● **What is expected**
Respond with nothing but the number of lines in this data that include the word "apis".

++++ Supplied entries ++++

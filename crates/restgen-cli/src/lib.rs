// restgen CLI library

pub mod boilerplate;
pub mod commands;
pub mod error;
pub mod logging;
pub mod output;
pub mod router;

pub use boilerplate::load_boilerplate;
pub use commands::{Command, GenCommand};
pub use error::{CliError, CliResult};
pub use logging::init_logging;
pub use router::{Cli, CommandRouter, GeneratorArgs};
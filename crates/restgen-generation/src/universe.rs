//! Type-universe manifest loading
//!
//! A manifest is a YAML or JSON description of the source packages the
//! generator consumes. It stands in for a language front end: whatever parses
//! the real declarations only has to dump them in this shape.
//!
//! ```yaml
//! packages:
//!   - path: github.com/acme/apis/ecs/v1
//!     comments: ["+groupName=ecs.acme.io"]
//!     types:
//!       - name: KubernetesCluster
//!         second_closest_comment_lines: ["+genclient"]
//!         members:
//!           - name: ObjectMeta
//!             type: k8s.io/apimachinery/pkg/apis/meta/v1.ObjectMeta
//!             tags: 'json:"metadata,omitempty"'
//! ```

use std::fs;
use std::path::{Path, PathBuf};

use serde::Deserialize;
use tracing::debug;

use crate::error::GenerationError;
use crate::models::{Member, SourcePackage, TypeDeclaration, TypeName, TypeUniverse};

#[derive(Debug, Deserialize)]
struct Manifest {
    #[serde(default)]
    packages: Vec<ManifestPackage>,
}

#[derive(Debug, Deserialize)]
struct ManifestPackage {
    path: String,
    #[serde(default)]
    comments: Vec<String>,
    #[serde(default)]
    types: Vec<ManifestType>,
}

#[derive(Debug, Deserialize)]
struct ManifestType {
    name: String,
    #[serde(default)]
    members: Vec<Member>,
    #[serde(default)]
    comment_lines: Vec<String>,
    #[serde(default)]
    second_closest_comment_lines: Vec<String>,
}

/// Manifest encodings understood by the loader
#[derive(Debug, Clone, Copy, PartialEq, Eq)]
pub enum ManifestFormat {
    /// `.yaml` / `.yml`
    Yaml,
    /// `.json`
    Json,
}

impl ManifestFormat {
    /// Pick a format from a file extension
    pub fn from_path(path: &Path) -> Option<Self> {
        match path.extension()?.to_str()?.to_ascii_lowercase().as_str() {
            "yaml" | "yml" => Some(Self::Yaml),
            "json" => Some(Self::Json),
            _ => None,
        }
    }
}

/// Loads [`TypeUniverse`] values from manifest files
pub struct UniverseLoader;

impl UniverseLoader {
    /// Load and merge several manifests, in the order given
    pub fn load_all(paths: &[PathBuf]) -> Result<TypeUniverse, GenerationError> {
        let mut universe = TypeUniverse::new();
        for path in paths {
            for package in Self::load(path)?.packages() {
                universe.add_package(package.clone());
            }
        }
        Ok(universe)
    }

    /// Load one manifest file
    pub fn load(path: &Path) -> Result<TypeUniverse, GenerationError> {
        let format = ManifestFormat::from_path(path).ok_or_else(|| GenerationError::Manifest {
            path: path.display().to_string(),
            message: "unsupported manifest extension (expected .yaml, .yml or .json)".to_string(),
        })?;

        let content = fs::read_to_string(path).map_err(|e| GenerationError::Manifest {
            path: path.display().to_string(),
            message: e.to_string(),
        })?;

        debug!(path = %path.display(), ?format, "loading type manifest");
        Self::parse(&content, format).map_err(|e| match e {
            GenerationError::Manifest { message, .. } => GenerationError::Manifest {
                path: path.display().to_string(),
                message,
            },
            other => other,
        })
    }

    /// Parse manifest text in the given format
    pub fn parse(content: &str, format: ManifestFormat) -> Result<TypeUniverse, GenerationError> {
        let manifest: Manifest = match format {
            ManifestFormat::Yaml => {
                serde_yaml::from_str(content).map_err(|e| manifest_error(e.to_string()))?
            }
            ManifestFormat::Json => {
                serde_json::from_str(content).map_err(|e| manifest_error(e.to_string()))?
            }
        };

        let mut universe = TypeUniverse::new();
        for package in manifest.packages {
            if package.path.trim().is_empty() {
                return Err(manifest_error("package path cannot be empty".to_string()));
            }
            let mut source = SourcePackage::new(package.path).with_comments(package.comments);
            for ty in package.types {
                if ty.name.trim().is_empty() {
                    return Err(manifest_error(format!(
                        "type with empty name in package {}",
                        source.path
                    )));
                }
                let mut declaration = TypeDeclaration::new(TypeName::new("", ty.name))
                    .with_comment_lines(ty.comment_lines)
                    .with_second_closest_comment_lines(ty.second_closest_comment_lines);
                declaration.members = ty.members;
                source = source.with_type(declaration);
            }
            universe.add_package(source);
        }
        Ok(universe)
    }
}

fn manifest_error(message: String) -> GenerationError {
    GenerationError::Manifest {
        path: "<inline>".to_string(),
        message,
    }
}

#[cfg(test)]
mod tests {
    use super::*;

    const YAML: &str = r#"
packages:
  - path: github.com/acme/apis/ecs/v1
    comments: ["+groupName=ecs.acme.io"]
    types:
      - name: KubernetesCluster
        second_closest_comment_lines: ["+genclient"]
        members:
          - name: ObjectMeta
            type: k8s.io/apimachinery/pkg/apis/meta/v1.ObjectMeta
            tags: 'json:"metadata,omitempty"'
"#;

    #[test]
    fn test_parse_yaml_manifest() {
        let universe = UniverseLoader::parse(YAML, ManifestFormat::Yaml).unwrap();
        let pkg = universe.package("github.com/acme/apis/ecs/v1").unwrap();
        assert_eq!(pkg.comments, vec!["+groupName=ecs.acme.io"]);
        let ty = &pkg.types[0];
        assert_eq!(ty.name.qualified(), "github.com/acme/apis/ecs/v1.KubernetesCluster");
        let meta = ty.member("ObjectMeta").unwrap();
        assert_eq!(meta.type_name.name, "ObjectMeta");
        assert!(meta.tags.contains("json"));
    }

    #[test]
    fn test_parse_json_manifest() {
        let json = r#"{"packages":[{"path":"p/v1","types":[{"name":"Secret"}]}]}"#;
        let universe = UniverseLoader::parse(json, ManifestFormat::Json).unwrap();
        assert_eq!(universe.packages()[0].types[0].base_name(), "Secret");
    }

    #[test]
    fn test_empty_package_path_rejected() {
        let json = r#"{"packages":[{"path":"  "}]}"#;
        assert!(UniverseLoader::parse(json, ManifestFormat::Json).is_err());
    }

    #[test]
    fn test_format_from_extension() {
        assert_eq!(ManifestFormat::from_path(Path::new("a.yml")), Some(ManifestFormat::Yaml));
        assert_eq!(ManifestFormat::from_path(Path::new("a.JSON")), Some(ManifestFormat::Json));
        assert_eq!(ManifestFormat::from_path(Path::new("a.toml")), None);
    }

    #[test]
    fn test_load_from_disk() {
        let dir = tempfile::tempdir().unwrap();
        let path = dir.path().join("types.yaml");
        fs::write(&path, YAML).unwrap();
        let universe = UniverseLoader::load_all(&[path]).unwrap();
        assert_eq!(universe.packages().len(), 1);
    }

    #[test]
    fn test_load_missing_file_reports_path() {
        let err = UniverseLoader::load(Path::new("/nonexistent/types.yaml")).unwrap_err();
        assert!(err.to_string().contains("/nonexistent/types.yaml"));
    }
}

++++
++++ Supplied entries ++++

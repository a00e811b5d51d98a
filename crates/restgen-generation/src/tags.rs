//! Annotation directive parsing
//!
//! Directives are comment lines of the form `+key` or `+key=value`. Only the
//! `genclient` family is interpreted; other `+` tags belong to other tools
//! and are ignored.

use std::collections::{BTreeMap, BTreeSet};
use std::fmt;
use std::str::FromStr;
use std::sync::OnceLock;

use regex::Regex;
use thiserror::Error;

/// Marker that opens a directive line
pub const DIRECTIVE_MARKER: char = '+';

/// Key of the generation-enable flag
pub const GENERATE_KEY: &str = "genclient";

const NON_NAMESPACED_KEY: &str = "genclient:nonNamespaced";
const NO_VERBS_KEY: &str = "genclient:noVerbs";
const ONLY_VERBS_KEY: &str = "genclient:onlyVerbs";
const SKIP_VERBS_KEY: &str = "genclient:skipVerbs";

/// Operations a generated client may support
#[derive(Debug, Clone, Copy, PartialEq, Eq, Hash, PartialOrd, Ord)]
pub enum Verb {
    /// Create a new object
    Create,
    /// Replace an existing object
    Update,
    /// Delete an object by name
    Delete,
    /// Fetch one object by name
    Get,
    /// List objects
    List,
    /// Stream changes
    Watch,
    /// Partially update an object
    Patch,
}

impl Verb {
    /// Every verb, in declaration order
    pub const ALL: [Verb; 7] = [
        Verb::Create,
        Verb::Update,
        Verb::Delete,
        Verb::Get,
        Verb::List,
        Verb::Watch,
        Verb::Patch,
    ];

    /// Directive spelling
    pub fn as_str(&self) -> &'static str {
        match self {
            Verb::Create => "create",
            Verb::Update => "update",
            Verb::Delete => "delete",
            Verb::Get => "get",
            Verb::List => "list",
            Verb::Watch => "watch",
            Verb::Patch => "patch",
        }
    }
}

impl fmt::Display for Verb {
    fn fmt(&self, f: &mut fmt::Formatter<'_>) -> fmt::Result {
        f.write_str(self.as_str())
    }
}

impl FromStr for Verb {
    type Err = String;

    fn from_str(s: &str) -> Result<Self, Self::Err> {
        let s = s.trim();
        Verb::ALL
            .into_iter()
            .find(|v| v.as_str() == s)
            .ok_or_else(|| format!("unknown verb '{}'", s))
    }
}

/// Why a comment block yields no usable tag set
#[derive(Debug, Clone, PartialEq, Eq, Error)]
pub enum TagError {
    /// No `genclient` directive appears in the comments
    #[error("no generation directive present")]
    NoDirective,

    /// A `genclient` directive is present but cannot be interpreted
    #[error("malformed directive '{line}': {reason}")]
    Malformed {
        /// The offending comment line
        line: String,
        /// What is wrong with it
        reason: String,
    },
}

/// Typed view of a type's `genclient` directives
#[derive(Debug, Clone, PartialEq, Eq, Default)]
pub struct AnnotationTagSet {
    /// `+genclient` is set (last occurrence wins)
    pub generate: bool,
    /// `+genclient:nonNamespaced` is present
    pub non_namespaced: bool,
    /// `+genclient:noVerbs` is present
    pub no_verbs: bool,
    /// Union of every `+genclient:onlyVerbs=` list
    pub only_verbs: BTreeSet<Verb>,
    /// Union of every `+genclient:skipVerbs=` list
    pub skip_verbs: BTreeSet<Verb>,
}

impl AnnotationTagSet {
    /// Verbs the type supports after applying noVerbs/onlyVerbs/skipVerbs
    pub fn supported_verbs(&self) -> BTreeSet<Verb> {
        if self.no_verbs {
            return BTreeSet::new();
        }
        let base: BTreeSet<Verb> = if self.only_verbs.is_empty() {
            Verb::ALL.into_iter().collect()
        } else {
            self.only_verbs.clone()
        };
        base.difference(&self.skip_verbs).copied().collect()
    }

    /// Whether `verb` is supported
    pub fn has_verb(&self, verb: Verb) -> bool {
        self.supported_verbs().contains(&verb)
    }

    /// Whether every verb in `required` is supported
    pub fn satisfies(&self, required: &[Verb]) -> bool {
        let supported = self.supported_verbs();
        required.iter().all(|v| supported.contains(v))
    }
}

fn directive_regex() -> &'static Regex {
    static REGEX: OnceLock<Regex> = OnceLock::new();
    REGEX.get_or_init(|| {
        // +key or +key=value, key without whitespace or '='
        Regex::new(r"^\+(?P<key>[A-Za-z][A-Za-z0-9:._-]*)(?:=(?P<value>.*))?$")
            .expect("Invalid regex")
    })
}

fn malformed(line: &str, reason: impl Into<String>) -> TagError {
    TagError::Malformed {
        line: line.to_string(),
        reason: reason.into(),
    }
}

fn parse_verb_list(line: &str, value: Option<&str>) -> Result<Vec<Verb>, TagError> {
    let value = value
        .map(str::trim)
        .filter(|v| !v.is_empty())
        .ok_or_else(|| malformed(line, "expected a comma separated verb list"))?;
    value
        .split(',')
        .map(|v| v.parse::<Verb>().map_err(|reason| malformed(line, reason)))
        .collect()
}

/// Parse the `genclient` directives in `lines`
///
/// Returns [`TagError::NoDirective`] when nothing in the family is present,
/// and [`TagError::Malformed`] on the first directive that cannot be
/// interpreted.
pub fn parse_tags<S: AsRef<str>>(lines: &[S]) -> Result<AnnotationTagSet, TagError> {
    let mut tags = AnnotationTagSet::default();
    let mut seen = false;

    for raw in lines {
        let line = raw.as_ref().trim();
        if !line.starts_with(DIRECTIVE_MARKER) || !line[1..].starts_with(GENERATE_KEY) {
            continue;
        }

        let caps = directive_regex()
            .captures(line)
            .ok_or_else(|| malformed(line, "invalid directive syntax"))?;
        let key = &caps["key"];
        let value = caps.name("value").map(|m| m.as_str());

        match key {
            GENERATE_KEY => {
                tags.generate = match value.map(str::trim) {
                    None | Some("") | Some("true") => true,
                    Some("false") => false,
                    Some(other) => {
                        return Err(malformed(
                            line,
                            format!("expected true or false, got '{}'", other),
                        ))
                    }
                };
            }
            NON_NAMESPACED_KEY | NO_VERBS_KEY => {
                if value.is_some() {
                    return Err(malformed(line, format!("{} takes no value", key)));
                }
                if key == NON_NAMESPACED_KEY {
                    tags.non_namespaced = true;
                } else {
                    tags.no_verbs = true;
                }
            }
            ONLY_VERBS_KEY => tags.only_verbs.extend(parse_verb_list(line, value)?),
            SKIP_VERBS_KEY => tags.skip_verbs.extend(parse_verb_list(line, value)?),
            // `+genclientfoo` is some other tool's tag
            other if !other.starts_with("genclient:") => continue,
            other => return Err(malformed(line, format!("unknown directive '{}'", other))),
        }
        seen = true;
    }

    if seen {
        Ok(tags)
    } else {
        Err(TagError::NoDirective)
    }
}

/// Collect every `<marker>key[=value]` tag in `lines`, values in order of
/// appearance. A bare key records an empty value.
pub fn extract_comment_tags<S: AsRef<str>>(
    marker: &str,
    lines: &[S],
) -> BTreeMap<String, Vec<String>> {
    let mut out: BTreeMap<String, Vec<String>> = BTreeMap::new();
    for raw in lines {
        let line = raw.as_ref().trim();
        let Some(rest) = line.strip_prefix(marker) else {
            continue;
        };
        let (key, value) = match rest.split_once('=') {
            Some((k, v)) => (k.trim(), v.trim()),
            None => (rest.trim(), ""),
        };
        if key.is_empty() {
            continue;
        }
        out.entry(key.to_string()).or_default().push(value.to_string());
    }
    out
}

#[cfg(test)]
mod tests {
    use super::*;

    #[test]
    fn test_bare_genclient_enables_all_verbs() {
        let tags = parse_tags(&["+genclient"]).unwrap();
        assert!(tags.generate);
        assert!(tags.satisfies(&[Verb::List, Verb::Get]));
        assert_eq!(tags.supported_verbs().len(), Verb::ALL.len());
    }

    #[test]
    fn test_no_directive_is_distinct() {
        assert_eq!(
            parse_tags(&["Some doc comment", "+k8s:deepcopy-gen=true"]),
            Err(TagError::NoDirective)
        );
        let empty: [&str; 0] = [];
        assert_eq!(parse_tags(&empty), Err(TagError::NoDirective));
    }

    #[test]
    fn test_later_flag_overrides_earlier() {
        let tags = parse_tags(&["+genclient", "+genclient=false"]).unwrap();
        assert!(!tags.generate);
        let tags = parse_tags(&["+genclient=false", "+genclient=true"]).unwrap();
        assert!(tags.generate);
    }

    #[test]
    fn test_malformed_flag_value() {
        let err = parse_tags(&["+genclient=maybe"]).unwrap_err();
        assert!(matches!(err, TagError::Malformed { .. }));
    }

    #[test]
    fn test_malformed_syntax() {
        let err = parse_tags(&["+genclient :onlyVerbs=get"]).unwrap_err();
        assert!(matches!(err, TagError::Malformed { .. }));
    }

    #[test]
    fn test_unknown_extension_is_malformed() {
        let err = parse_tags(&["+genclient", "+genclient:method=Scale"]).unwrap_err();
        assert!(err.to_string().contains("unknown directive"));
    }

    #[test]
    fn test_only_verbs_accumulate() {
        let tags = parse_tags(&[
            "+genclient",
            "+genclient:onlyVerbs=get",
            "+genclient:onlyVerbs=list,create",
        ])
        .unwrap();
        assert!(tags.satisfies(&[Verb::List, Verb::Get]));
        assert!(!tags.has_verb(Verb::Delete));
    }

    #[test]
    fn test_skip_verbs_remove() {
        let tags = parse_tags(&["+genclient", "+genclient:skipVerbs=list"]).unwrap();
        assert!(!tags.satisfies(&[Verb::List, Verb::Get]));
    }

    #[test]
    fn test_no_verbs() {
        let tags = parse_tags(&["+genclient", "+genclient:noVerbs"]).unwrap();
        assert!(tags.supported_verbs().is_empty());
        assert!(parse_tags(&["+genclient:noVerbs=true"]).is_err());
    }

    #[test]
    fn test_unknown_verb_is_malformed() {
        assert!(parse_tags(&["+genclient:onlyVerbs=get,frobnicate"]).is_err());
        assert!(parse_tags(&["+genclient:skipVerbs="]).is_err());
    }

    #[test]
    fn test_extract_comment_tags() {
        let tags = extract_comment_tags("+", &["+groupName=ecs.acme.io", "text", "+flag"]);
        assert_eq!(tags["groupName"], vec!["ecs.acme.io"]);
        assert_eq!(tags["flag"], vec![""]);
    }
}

++++

● **Answer box**
6